Dataset entries

// Contao - front-end rendering core for the Contao CMS
// Copyright (C) 2025 Contao Project Contributors
//
// This program is free software: you can redistribute it and/or modify
// it under the terms of the GNU Affero General Public License as
// published by the Free Software Foundation, either version 3 of the
// License, or (at your option) any later version.
//
// This program is distributed in the hope that it will be useful,
// but WITHOUT ANY WARRANTY; without even the implied warranty of
// MERCHANTABILITY or FITNESS FOR A PARTICULAR PURPOSE.  See the
// GNU Affero General Public License for more details.
//
// You should have received a copy of the GNU Affero General Public License
// along with this program.  If not, see <https://www.gnu.org/licenses/>.

pub mod article;
pub mod content_element;
pub mod headline;
pub mod layout;
pub mod member;
pub mod member_group;
pub mod module_config;
pub mod opt_in;
pub mod page;
pub mod page_details;
pub mod search_entry;
pub mod session;

pub use article::*;
pub use content_element::*;
pub use headline::*;
pub use layout::*;
pub use member::*;
pub use member_group::*;
pub use module_config::*;
pub use opt_in::*;
pub use page::*;
pub use page_details::*;
pub use search_entry::*;
pub use session::*;
// Contao - front-end rendering core for the Contao CMS
// Copyright (C) 2025 Contao Project Contributors
//
// This program is free software: you can redistribute it and/or modify
// it under the terms of the GNU Affero General Public License as
// published by the Free Software Foundation, either version 3 of the
// License, or (at your option) any later version.
//
// This program is distributed in the hope that it will be useful,
// but WITHOUT ANY WARRANTY; without even the implied warranty of
// MERCHANTABILITY or FITNESS FOR A PARTICULAR PURPOSE.  See the
// GNU Affero General Public License for more details.
//
// You should have received a copy of the GNU Affero General Public License
// along with this program.  If not, see <https://www.gnu.org/licenses/>.

use anyhow::{anyhow, Context, Result};
use chrono::{Duration, Utc};
use clap::{Parser, Subcommand};
use contao_core::models::member::Member;
use contao_db::repositories::{
    MemberGroupRepository, MemberRepository, MemberSessionRepository, ModuleRepository,
    OptInRepository,
};
use contao_web::modules::backend_preview;
use sqlx::SqlitePool;
use std::io::Write;

#[derive(Parser)]
#[command(name = "contao")]
#[command(about = "Contao CLI tool for members and maintenance")]
struct Cli {
    #[command(subcommand)]
    command: Commands,
}

#[derive(Subcommand)]
enum Commands {
    /// Initialize the database (create tables)
    Init,

    /// Member management commands
    Member {
        #[command(subcommand)]
        command: MemberCommands,
    },

    /// Remove expired sessions, opt-in tokens and stale registrations
    Purge {
        /// Age in hours after which unactivated registrations are removed
        #[arg(long, default_value_t = 24)]
        registrations_older_than: i64,
    },

    /// Front-end module commands
    Modules {
        #[command(subcommand)]
        command: ModuleCommands,
    },
}

#[derive(Subcommand)]
enum MemberCommands {
    /// Create a new member
    Create {
        /// Username
        username: String,
        /// Email address
        email: String,
        /// Member group ids
        #[arg(long = "group")]
        groups: Vec<i64>,
        /// Password (will prompt if not provided)
        #[arg(long)]
        password: Option<String>,
    },

    /// Change a member's password
    Password {
        /// Username or email
        member: String,
        /// New password (will prompt if not provided)
        #[arg(long)]
        password: Option<String>,
    },

    /// List all members
    List,
}

#[derive(Subcommand)]
enum ModuleCommands {
    /// List modules as the back end shows them
    List,
}

#[tokio::main]
async fn main() -> Result<()> {
    // Load .env file if it exists
    dotenvy::dotenv().ok();

    let cli = Cli::parse();

    let database_url =
        std::env::var("DATABASE_URL").unwrap_or_else(|_| "sqlite:contao.db".to_string());

    match cli.command {
        Commands::Init => init_database(&database_url).await,
        Commands::Member { command } => {
            let pool = contao_db::init_database(&database_url).await?;
            handle_member_command(command, pool).await
        }
        Commands::Purge {
            registrations_older_than,
        } => {
            let pool = contao_db::init_database(&database_url).await?;
            let report = purge(&pool, Duration::hours(registrations_older_than)).await?;
            println!("Expired sessions removed: {}", report.sessions);
            println!("Expired opt-in tokens removed: {}", report.opt_in_tokens);
            println!("Unactivated registrations removed: {}", report.registrations);
            Ok(())
        }
        Commands::Modules {
            command: ModuleCommands::List,
        } => {
            let pool = contao_db::init_database(&database_url).await?;
            for line in list_modules(&pool).await? {
                println!("{}", line);
            }
            Ok(())
        }
    }
}

async fn init_database(database_url: &str) -> Result<()> {
    println!("Initializing database at: {}", database_url);

    let _pool = contao_db::init_database(database_url).await?;

    println!("Database initialized successfully!");
    Ok(())
}

fn read_password(password: Option<String>, prompt: &str) -> Result<String> {
    match password {
        Some(p) => Ok(p),
        None => {
            print!("{}", prompt);
            std::io::stdout().flush()?;
            Ok(rpassword::read_password()?)
        }
    }
}

async fn handle_member_command(command: MemberCommands, pool: SqlitePool) -> Result<()> {
    let member_repo = MemberRepository::new(pool.clone());

    match command {
        MemberCommands::Create {
            username,
            email,
            groups,
            password,
        } => {
            println!("Creating member: {} ({})", username, email);
            let password = read_password(password, "Password: ")?;
            let id = create_member(&pool, &username, &email, &password, groups).await?;
            println!("Member created successfully! (ID {})", id);
            Ok(())
        }

        MemberCommands::Password { member, password } => {
            println!("Changing password for {}", member);
            let found = if member.contains('@') {
                member_repo.find_by_email(&member).await?
            } else {
                member_repo.find_by_username(&member).await?
            };
            let mut found = found.ok_or_else(|| anyhow!("Member not found"))?;

            let password = read_password(password, "New password: ")?;
            Member::validate_password(&password).map_err(|e| anyhow!(e))?;
            found.set_password(&password)?;
            found.locked_until = None;
            found.login_attempts = 0;
            member_repo.update(&found).await?;

            println!("Password changed successfully!");
            Ok(())
        }

        MemberCommands::List => {
            let now = Utc::now();
            for member in member_repo.list().await? {
                println!(
                    "{:>5}  {:<20} {:<30} {}",
                    member.id(),
                    member.username,
                    member.email,
                    if member.is_active(now) { "active" } else { "inactive" }
                );
            }
            Ok(())
        }
    }
}

/// Create an active member, checking the groups exist and the login is free.
async fn create_member(
    pool: &SqlitePool,
    username: &str,
    email: &str,
    password: &str,
    groups: Vec<i64>,
) -> Result<i64> {
    Member::validate_password(password).map_err(|e| anyhow!(e))?;

    let member_repo = MemberRepository::new(pool.clone());
    if member_repo.username_exists(username, None).await? {
        anyhow::bail!("Username {} is already taken", username);
    }
    if member_repo.email_exists(email, None).await? {
        anyhow::bail!("Email {} is already registered", email);
    }

    let known = MemberGroupRepository::new(pool.clone())
        .find_by_ids(&groups)
        .await?;
    if let Some(missing) = groups
        .iter()
        .find(|id| !known.iter().any(|g| g.id == Some(**id)))
    {
        anyhow::bail!("Member group {} does not exist", missing);
    }

    let mut member = Member::new(username.to_string(), email.to_string(), password)?;
    member.groups = groups;
    member_repo
        .create(&member)
        .await
        .context("Failed to create member")
}

#[derive(Debug, Default, PartialEq, Eq)]
struct PurgeReport {
    sessions: u64,
    opt_in_tokens: u64,
    registrations: u64,
}

async fn purge(pool: &SqlitePool, registration_age: Duration) -> Result<PurgeReport> {
    let now = Utc::now();
    Ok(PurgeReport {
        sessions: MemberSessionRepository::new(pool.clone())
            .delete_expired()
            .await?,
        opt_in_tokens: OptInRepository::new(pool.clone())
            .delete_expired(now)
            .await?,
        registrations: MemberRepository::new(pool.clone())
            .delete_unactivated(now - registration_age)
            .await?,
    })
}

/// One line per module with its back-end representation.
async fn list_modules(pool: &SqlitePool) -> Result<Vec<String>> {
    let modules = ModuleRepository::new(pool.clone()).find_all().await?;
    Ok(modules
        .iter()
        .map(|config| {
            let preview = backend_preview(config)
                .unwrap_or_else(|| "(unknown module type)".to_string());
            format!(
                "{:>5}  {:<15} {}\n{}",
                config.id(),
                config.module_type,
                config.name,
                preview
            )
        })
        .collect())
}
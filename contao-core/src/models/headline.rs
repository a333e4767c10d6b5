// Contao - front-end rendering core for the Contao CMS
// Copyright (C) 2025 Contao Project Contributors
//
// This program is free software: you can redistribute it and/or modify
// it under the terms of the GNU Affero General Public License as
// published by the Free Software Foundation, either version 3 of the
// License, or (at your option) any later version.
//
// This program is distributed in the hope that it will be useful,
// but WITHOUT ANY WARRANTY; without even the implied warranty of
// MERCHANTABILITY or FITNESS FOR A PARTICULAR PURPOSE.  See the
// GNU Affero General Public License for more details.
//
// You should have received a copy of the GNU Affero General Public License
// along with this program.  If not, see <https://www.gnu.org/licenses/>.

use serde::{Deserialize, Serialize};

/// A headline with its HTML heading level.
#[derive(Debug, Clone, Serialize, Deserialize, PartialEq, Eq)]
pub struct Headline {
    pub unit: String,
    pub value: String,
}

impl Headline {
    pub fn new(unit: &str, value: &str) -> Self {
        Self {
            unit: unit.to_string(),
            value: value.to_string(),
        }
    }

    /// Heading tag, falling back to `h2` for anything that is not `h1`..`h6`.
    pub fn tag(&self) -> &str {
        match self.unit.as_str() {
            "h1" | "h2" | "h3" | "h4" | "h5" | "h6" => &self.unit,
            _ => "h2",
        }
    }

    pub fn is_empty(&self) -> bool {
        self.value.trim().is_empty()
    }
}

/// CSS id and class pair attached to modules, articles and elements.
#[derive(Debug, Clone, Default, Serialize, Deserialize, PartialEq, Eq)]
pub struct CssId {
    pub id: String,
    pub class: String,
}

impl CssId {
    pub fn new(id: &str, class: &str) -> Self {
        Self {
            id: id.to_string(),
            class: class.to_string(),
        }
    }

    /// Join a base class (e.g. `ce_text`) with the configured classes.
    pub fn class_list(&self, base: &str) -> String {
        let custom = self.class.trim();
        if custom.is_empty() {
            base.to_string()
        } else {
            format!("{} {}", base, custom)
        }
    }
}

TRY IT
The count alone is needed: how many lines of these entries contain the word "Parser"?

ANSWER SECTION
2